(Exercise details): From the records below, copy out each line that has the word "AlreadyTerminal".
--- --- ---
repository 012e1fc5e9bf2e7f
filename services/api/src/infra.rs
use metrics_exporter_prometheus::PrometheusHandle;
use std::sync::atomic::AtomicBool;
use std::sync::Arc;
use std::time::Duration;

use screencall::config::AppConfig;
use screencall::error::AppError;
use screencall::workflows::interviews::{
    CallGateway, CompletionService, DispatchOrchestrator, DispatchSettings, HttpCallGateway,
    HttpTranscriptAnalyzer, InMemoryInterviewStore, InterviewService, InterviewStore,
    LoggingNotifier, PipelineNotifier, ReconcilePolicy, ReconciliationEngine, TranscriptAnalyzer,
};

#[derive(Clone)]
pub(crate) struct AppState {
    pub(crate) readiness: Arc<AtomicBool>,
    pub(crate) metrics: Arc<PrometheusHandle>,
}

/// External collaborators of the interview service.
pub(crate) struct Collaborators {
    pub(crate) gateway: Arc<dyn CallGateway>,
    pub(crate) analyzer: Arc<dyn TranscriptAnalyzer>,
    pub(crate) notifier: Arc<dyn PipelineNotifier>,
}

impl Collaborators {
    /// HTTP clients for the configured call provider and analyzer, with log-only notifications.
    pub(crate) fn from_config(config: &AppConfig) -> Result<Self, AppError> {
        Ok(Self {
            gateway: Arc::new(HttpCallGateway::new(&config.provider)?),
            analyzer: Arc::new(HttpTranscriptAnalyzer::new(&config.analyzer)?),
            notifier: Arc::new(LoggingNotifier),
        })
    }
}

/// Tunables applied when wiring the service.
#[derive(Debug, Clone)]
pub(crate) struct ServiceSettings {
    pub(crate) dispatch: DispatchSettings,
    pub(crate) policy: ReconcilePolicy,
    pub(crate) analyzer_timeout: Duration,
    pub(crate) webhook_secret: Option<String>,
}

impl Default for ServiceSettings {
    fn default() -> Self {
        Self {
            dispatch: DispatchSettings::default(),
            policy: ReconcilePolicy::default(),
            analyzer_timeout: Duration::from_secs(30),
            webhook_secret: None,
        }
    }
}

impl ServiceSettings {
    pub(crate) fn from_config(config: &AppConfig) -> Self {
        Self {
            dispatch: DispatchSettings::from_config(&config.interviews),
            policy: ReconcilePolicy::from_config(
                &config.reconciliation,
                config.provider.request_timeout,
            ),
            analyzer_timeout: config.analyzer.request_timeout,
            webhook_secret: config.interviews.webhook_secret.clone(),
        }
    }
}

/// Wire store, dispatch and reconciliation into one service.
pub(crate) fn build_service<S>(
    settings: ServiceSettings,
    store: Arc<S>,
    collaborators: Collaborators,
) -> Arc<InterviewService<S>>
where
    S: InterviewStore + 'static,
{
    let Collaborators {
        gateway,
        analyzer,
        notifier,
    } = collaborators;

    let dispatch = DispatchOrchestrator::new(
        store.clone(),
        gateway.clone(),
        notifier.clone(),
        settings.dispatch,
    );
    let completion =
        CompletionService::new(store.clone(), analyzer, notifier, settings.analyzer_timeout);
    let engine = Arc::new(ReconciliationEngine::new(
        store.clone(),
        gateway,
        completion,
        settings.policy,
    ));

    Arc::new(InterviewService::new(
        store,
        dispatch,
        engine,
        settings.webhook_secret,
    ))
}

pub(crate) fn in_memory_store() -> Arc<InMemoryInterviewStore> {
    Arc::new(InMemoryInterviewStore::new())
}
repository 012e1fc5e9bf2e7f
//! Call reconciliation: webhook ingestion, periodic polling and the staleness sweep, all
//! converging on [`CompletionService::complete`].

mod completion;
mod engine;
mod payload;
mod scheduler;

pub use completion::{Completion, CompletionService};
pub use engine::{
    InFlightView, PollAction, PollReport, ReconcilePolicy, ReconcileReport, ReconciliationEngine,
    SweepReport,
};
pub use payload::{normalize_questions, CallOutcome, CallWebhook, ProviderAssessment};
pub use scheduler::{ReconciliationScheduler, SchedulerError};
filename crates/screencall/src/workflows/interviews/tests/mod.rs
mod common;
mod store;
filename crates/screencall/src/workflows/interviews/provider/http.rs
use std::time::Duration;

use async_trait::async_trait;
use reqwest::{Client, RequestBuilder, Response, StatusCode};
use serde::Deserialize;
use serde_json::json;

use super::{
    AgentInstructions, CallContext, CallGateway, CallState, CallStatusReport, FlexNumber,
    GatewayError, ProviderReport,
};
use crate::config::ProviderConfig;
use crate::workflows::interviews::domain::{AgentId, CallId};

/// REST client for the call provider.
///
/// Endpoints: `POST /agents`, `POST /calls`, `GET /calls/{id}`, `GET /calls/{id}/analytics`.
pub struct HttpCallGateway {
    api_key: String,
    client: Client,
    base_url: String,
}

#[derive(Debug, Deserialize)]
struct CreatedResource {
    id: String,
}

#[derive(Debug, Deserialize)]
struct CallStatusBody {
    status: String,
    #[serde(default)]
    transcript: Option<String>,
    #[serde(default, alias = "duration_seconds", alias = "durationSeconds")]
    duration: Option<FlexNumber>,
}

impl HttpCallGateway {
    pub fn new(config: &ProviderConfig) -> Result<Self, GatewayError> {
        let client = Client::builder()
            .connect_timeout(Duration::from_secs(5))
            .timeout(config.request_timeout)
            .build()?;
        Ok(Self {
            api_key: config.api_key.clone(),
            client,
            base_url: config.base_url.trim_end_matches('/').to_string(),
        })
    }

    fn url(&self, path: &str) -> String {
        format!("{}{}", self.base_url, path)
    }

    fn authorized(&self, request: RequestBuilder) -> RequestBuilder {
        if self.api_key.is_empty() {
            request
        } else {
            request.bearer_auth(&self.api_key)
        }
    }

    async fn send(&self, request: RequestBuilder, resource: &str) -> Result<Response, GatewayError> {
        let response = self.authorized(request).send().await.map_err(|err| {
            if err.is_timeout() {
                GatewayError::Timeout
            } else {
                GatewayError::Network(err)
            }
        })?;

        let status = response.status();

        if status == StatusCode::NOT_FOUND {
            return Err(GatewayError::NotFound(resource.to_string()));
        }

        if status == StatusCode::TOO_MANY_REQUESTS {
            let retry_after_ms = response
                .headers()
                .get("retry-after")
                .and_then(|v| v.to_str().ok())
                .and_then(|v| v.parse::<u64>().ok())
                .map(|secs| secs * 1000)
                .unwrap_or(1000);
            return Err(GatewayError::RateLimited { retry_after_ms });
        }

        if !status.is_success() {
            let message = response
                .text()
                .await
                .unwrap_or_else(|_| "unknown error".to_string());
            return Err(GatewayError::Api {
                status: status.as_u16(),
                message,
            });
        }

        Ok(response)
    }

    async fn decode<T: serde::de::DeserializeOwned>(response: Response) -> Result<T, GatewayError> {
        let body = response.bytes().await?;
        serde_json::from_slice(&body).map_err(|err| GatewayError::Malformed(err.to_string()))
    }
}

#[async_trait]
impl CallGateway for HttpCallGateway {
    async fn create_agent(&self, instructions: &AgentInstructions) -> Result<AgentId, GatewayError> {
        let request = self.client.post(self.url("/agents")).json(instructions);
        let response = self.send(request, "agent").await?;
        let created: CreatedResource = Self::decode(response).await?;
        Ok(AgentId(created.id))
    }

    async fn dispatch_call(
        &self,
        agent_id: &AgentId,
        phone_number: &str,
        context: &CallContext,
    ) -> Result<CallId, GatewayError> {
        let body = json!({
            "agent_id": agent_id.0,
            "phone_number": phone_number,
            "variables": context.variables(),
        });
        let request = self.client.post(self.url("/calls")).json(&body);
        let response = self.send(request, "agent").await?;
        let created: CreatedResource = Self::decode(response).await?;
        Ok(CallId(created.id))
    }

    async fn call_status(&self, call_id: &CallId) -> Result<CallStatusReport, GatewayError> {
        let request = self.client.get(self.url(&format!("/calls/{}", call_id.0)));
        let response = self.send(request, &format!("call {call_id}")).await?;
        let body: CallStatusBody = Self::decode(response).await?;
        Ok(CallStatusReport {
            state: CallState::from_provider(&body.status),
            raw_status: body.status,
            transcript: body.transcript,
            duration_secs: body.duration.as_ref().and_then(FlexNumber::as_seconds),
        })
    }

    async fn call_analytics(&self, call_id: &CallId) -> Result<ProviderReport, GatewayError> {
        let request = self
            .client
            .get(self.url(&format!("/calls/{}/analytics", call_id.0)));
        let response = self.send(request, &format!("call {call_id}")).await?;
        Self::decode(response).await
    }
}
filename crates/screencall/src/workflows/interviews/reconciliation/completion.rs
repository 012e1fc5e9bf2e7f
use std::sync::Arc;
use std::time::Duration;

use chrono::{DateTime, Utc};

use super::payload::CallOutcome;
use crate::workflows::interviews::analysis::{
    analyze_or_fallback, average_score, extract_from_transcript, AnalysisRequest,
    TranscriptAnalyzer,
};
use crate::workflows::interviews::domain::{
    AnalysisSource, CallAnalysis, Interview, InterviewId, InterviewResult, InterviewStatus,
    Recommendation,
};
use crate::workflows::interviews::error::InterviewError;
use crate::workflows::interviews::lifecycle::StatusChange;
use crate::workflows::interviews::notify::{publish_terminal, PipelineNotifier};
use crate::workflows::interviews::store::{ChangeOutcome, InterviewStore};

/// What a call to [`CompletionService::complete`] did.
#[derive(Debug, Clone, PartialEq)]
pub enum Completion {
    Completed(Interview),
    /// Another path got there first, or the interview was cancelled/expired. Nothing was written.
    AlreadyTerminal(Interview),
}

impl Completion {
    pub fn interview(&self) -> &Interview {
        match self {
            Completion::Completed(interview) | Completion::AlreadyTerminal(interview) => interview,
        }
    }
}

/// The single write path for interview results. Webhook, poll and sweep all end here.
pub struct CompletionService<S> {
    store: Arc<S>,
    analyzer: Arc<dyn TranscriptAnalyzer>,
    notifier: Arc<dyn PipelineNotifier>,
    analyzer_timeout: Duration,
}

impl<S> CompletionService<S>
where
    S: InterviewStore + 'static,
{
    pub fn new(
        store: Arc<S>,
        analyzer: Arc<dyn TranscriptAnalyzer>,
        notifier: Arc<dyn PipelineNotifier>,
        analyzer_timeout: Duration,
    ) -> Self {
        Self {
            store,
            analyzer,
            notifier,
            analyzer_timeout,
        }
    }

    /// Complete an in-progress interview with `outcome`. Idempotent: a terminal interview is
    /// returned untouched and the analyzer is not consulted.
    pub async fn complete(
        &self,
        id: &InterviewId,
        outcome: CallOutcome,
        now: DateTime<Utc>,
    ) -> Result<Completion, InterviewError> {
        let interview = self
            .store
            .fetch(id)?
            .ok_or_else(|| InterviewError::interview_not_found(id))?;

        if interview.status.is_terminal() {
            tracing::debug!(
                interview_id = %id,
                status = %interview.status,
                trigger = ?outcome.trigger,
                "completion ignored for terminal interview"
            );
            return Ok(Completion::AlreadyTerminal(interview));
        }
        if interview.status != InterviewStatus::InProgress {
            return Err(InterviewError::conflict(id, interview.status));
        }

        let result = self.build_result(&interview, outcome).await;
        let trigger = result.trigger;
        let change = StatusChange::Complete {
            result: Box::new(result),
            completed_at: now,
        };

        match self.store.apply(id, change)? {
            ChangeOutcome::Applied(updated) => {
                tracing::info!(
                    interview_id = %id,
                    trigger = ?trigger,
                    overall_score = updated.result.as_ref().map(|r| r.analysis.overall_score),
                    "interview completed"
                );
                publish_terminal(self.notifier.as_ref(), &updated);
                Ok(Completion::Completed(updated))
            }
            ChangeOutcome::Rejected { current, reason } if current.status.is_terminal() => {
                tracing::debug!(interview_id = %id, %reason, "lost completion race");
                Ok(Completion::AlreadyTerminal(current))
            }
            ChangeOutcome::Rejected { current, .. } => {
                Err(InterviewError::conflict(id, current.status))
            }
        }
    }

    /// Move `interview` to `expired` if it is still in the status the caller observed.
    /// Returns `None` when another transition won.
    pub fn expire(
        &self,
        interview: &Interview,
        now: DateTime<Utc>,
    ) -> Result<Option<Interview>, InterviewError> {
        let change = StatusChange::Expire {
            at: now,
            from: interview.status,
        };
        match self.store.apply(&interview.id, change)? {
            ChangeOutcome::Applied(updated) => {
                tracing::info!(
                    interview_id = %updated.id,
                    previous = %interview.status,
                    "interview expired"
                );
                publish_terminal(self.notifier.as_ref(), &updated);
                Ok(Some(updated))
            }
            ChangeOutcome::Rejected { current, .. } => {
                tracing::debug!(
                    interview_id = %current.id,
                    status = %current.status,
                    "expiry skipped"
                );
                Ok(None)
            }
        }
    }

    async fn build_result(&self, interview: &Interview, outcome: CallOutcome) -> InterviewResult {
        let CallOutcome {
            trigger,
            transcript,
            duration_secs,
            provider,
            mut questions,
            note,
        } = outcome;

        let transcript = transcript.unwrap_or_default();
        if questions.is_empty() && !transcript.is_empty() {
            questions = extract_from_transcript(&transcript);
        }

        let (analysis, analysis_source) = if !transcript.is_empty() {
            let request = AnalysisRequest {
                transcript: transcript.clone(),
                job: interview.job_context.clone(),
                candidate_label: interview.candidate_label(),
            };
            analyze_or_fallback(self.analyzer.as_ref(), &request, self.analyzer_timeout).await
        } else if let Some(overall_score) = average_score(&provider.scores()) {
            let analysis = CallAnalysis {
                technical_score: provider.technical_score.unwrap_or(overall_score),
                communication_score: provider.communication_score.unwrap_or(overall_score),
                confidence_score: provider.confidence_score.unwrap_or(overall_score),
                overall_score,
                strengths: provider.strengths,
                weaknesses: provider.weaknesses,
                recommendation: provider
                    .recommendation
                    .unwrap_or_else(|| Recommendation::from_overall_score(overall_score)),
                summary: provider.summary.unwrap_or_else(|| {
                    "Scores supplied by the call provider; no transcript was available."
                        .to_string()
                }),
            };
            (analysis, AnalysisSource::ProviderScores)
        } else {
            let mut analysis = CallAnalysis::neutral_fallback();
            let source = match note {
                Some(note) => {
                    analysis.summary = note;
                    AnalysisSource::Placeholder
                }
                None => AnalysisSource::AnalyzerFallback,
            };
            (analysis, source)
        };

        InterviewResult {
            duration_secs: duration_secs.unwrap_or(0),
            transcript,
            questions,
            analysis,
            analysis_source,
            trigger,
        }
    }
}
--- --- ---
(Response area):
    AlreadyTerminal(Interview),
            Completion::Completed(interview) | Completion::AlreadyTerminal(interview) => interview,
            return Ok(Completion::AlreadyTerminal(interview));
                Ok(Completion::AlreadyTerminal(current))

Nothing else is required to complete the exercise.